So am I glad I did the check? Absolutely, there's no excuse to not check because it's so easy and requires no additional parts (alright you're supposed to change the bolts and o-rings but whatever, they were fine). It could also be a very expensive failure down the line if yours sludges. Am I going to take the pump off ever again? Nooo. Audi doesn't say to and I didn't have even a hint of debris at 27k miles.

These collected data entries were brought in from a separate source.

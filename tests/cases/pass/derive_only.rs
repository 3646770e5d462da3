// SPDX-FileCopyrightText: 2025-2026 RAprogramm <andrey.rozanov.vl@gmail.com>
// SPDX-License-Identifier: MIT

//! Declarations shared with a build script keep their attributes.

use crud_derive::Entity;

#[derive(Entity, Debug)]
#[entity(table = "directors")]
pub struct Director {
    #[id(auto_increment)]
    pub id: i64,
    #[column(varchar = 64)]
    pub name: String
}

#[derive(Entity, Debug)]
#[entity]
pub struct Movie {
    #[id(auto_increment)]
    pub id: i64,
    #[unique]
    pub title: String,
    #[foreign_key(Director)]
    pub director_id: i64,
    #[references(Director)]
    pub director: Option<Director>
}

fn main() {
    let _ = Director {
        id:   1,
        name: "Alfred".into()
    };
}
// SPDX-FileCopyrightText: 2025-2026 RAprogramm <andrey.rozanov.vl@gmail.com>
// SPDX-License-Identifier: MIT

//! Emission sink writes.

use std::fs;

use crud_codegen::{Builder, Error};

const VALID: &str = r#"
use crud_derive::Entity;

#[derive(Entity)]
#[entity]
pub struct Director {
    #[id(auto_increment)]
    pub id: i64,
    pub name: String
}

#[derive(Entity)]
#[entity(table = "movies")]
pub struct Movie {
    #[id(auto_increment)]
    pub id: i64,
    pub title: String,
    #[foreign_key(Director)]
    pub director_id: i64
}

pub fn unrelated() {}
"#;

const INVALID: &str = r#"
#[entity]
pub struct Review {
    pub text: String
}
"#;

#[test]
fn writes_one_file_per_entity() {
    let src = tempfile::tempdir().unwrap();
    let out = tempfile::tempdir().unwrap();
    let models = src.path().join("models.rs");
    fs::write(&models, VALID).unwrap();

    let written = Builder::new()
        .declarations(&models)
        .out_dir(out.path())
        .rerun_if_changed(false)
        .generate()
        .unwrap();

    assert_eq!(written.len(), 2);
    assert!(out.path().join("director.rs").exists());
    let movie = fs::read_to_string(out.path().join("movie.rs")).unwrap();
    assert!(movie.contains("MovieTable"));
    assert!(movie.contains("\"movies\""));
    assert!(syn::parse_file(&movie).is_ok());
}

#[test]
fn custom_runtime_path_is_used() {
    let src = tempfile::tempdir().unwrap();
    let out = tempfile::tempdir().unwrap();
    let models = src.path().join("models.rs");
    fs::write(&models, VALID).unwrap();

    Builder::new()
        .declarations(&models)
        .out_dir(out.path())
        .runtime_path(syn::parse_quote!(crate::runtime))
        .rerun_if_changed(false)
        .generate()
        .unwrap();

    let director = fs::read_to_string(out.path().join("director.rs")).unwrap();
    assert!(director.contains("crate :: runtime :: Table"));
    assert!(!director.contains("crud_derive"));
}

#[test]
fn nothing_is_written_when_any_entity_fails() {
    let src = tempfile::tempdir().unwrap();
    let out = tempfile::tempdir().unwrap();
    let valid = src.path().join("valid.rs");
    let invalid = src.path().join("invalid.rs");
    fs::write(&valid, VALID).unwrap();
    fs::write(&invalid, INVALID).unwrap();

    let err = Builder::new()
        .declarations(&valid)
        .declarations(&invalid)
        .out_dir(out.path())
        .rerun_if_changed(false)
        .generate()
        .unwrap_err();

    match &err {
        Error::Diagnostics(diagnostics) => {
            assert_eq!(diagnostics.len(), 1);
            assert_eq!(diagnostics[0].handle.origin.as_deref(), Some(invalid.as_path()));
        }
        other => panic!("unexpected {other}")
    }
    assert!(err.to_string().contains("invalid.rs: Review"));
    assert_eq!(fs::read_dir(out.path()).unwrap().count(), 0);
}

#[test]
fn unparsable_file_is_reported() {
    let src = tempfile::tempdir().unwrap();
    let models = src.path().join("broken.rs");
    fs::write(&models, "pub struct {").unwrap();

    let err = Builder::new()
        .declarations(&models)
        .out_dir(src.path())
        .generate()
        .unwrap_err();
    assert!(matches!(err, Error::Parse { .. }));
}
// SPDX-FileCopyrightText: 2025-2026 RAprogramm <andrey.rozanov.vl@gmail.com>
// SPDX-License-Identifier: MIT

//! Table descriptors and the [`Table`] trait.
//!
//! Every generated schema type implements [`Table`]. The trait carries the
//! static [`TableDef`] (what the table looks like) and the converters
//! between rows and records (how a record is read and written).
//!
//! # Row aliases
//!
//! Selects alias every column as `<table>__<column>` so that the columns of
//! several joined tables can live in one row without clashing. Converters
//! read by alias; see [`TableDef::alias`].

use sqlx::{Row, ValueRef, sqlite::SqliteRow};
use tracing::trace;

use crate::{
    expr::{ColumnRef, CompareOp, Expr},
    id::KeyValue,
    value::{SqlValue, Value}
};

/// Key column provided by the base table for simple integer identifiers.
///
/// Such a column is declared once as `INTEGER PRIMARY KEY` and is not
/// repeated in [`TableDef::columns`] or [`TableDef::primary_key`].
#[derive(Debug, Clone, Copy, PartialEq, Eq)]
pub struct IdColumnDef {
    /// Column name.
    pub name:           &'static str,
    /// Whether the store generates the value.
    pub auto_increment: bool
}

/// One stored column.
#[derive(Debug, Clone, Copy, PartialEq, Eq)]
pub struct ColumnDef {
    /// Column name.
    pub name:     &'static str,
    /// Declared SQL type.
    pub sql_type: &'static str,
    /// Whether `NULL` is allowed.
    pub nullable: bool,
    /// SQL default expression.
    pub default:  Option<&'static str>
}

/// Foreign key from a local column to a column of another table.
#[derive(Debug, Clone, Copy, PartialEq, Eq)]
pub struct ForeignKeyDef {
    /// Local column.
    pub column:        &'static str,
    /// Referenced table.
    pub target_table:  &'static str,
    /// Referenced column.
    pub target_column: &'static str
}

/// Named unique constraint over one or more columns.
#[derive(Debug, Clone, Copy, PartialEq, Eq)]
pub struct UniqueDef {
    /// Constraint name.
    pub name:    &'static str,
    /// Constrained columns.
    pub columns: &'static [&'static str]
}

/// Static description of a table.
#[derive(Debug, Clone, Copy, PartialEq, Eq)]
pub struct TableDef {
    /// Table name.
    pub name:           &'static str,
    /// Base-provided key column, for simple integer keys.
    pub id:             Option<IdColumnDef>,
    /// Stored columns in declaration order.
    pub columns:        &'static [ColumnDef],
    /// Explicit primary key declaration, absent when [`id`](Self::id) is set.
    pub primary_key:    Option<&'static [&'static str]>,
    /// Outgoing foreign keys.
    pub foreign_keys:   &'static [ForeignKeyDef],
    /// Unique constraints.
    pub unique_indexes: &'static [UniqueDef]
}

impl TableDef {
    /// Names of all columns, key column first when base-provided.
    pub fn column_names(&self) -> impl Iterator<Item = &'static str> + '_ {
        self.id
            .iter()
            .map(|id| id.name)
            .chain(self.columns.iter().map(|column| column.name))
    }

    /// Primary key columns in key order.
    #[must_use]
    pub fn key_columns(&self) -> Vec<&'static str> {
        match (self.id, self.primary_key) {
            (Some(id), _) => vec![id.name],
            (None, Some(key)) => key.to_vec(),
            (None, None) => Vec::new()
        }
    }

    /// Row alias of `column` in selects.
    #[must_use]
    pub fn alias(&self, column: &str) -> String {
        format!("{}__{}", self.name, column)
    }

    /// Qualified reference to `column`.
    #[must_use]
    pub const fn column(&self, name: &'static str) -> ColumnRef {
        ColumnRef {
            table: self.name,
            name
        }
    }
}

/// Column values collected for an insert or update.
#[derive(Debug, Clone, Default, PartialEq)]
pub struct PendingWrite {
    columns: Vec<&'static str>,
    values:  Vec<Value>
}

impl PendingWrite {
    /// Empty write.
    #[must_use]
    pub const fn new() -> Self {
        Self {
            columns: Vec::new(),
            values:  Vec::new()
        }
    }

    /// Set `column` to `value`.
    pub fn set<V: SqlValue + ?Sized>(&mut self, column: &'static str, value: &V) {
        self.columns.push(column);
        self.values.push(value.to_value());
    }

    /// Columns in the order they were set.
    #[must_use]
    pub fn columns(&self) -> &[&'static str] {
        &self.columns
    }

    /// Values matching [`columns`](Self::columns).
    #[must_use]
    pub fn values(&self) -> &[Value] {
        &self.values
    }

    /// Whether nothing was set.
    #[must_use]
    pub fn is_empty(&self) -> bool {
        self.columns.is_empty()
    }
}

/// Tables requested for joining by the current repository.
#[derive(Debug, Clone, Copy)]
pub struct Related<'a> {
    tables: &'a [&'static TableDef]
}

impl<'a> Related<'a> {
    /// Wrap a related set.
    #[must_use]
    pub const fn new(tables: &'a [&'static TableDef]) -> Self {
        Self {
            tables
        }
    }

    /// Whether `R` was requested.
    #[must_use]
    pub fn contains<R: Table>(&self) -> bool {
        let name = R::def().name;
        self.tables.iter().any(|def| def.name == name)
    }

    /// Whether nothing was requested.
    #[must_use]
    pub const fn is_empty(&self) -> bool {
        self.tables.is_empty()
    }
}

/// A generated schema type.
///
/// `Record` is the user's entity struct. `Data` is the insert-time shape
/// without auto-increment columns; it is the record itself when the entity
/// has no separate create-data type.
pub trait Table: Sized + Send + Sync + 'static {
    /// Entity record.
    type Record: Send + Sync;

    /// Insert-time shape.
    type Data: Send + Sync;

    /// Primary key representation.
    type Id: KeyValue + Send + Sync;

    /// Static table description.
    fn def() -> &'static TableDef;

    /// Read the record's own columns from a row. Reference fields stay empty.
    ///
    /// # Errors
    ///
    /// Fails when a column is missing or cannot be decoded.
    fn from_row(row: &SqliteRow) -> Result<Self::Record, sqlx::Error>;

    /// Read the record and every forward reference present in the row.
    ///
    /// # Errors
    ///
    /// Fails when one of the record's own columns cannot be decoded.
    fn from_joined_row(row: &SqliteRow) -> Result<Self::Record, sqlx::Error> {
        Self::from_row(row)
    }

    /// Fill back-reference fields from the rows sharing this record's key.
    fn attach_back_references(
        _record: &mut Self::Record,
        _rows: &[&SqliteRow],
        _related: Related<'_>
    ) {
    }

    /// Write every column of `record`.
    fn write(record: &Self::Record, row: &mut PendingWrite);

    /// Write every column except auto-increment ones.
    fn write_except_auto_increment(data: &Self::Data, row: &mut PendingWrite);

    /// Primary key of `record`.
    fn make_pk(record: &Self::Record) -> Self::Id;

    /// Predicate matching exactly the row with key `id`.
    fn key_condition(id: &Self::Id) -> Expr {
        let def = Self::def();
        def.key_columns()
            .into_iter()
            .zip(id.key_values())
            .map(|(column, value)| Expr::Compare {
                column: def.column(column),
                op: CompareOp::Eq,
                value
            })
            .reduce(Expr::and)
            .unwrap_or(Expr::In {
                column: def.column(def.name),
                values: Vec::new()
            })
    }
}

fn key_present(row: &SqliteRow, def: &TableDef) -> bool {
    let keys = def.key_columns();
    !keys.is_empty()
        && keys.iter().all(|column| {
            row.try_get_raw(def.alias(column).as_str())
                .is_ok_and(|value| !value.is_null())
        })
}

/// Read the `R` record joined into `row`, if any.
///
/// Outer joins leave the columns of an unmatched table `NULL`; such rows
/// and rows where `R` was not joined at all yield `None`. A joined record
/// that fails to decode yields `None` as well and is traced.
#[must_use]
pub fn read_related<R: Table>(row: &SqliteRow) -> Option<R::Record> {
    let def = R::def();
    if !key_present(row, def) {
        return None;
    }
    match R::from_row(row) {
        Ok(record) => Some(record),
        Err(err) => {
            trace!(target: "crud_core", table = def.name, %err, "joined record skipped");
            None
        }
    }
}

/// Collect the distinct `R` records joined into `rows`.
#[must_use]
pub fn collect_related<R: Table>(rows: &[&SqliteRow]) -> Vec<R::Record> {
    let mut seen: Vec<Vec<Value>> = Vec::new();
    let mut records = Vec::new();
    for row in rows {
        let Some(record) = read_related::<R>(row) else {
            continue;
        };
        let key = R::make_pk(&record).key_values();
        if !seen.contains(&key) {
            seen.push(key);
            records.push(record);
        }
    }
    records
}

So this leads to the obvious question: what the heck is happening to a lot of these Haldex Gen V units? There's tons of people with completely clogged screens, but also plenty of people like me posting with perfectly clean units. A few ideas: First I live in Los Angeles, which is a sunny Mediterranean climate with very little rain and zero snow, for those unfamiliar over the pond. Second, I'm completely stock parts and tuning. But I don't in any way lightly drive my car. I pretty much race around LA and do tons of full-throttle take-offs, hard hard banking under basically the max throttle the computer will let me have, lots of stop and go. Never tracked it. The response to folks like me with no sludge on the other forums has been: well your AWD must not be working. I can absolutely 100% confirm my AWD works great. I've launched about a dozen times with zero wheel slip or even chirp. I've also driven 2WD TT's, so I know how front drive feels vs Quattro.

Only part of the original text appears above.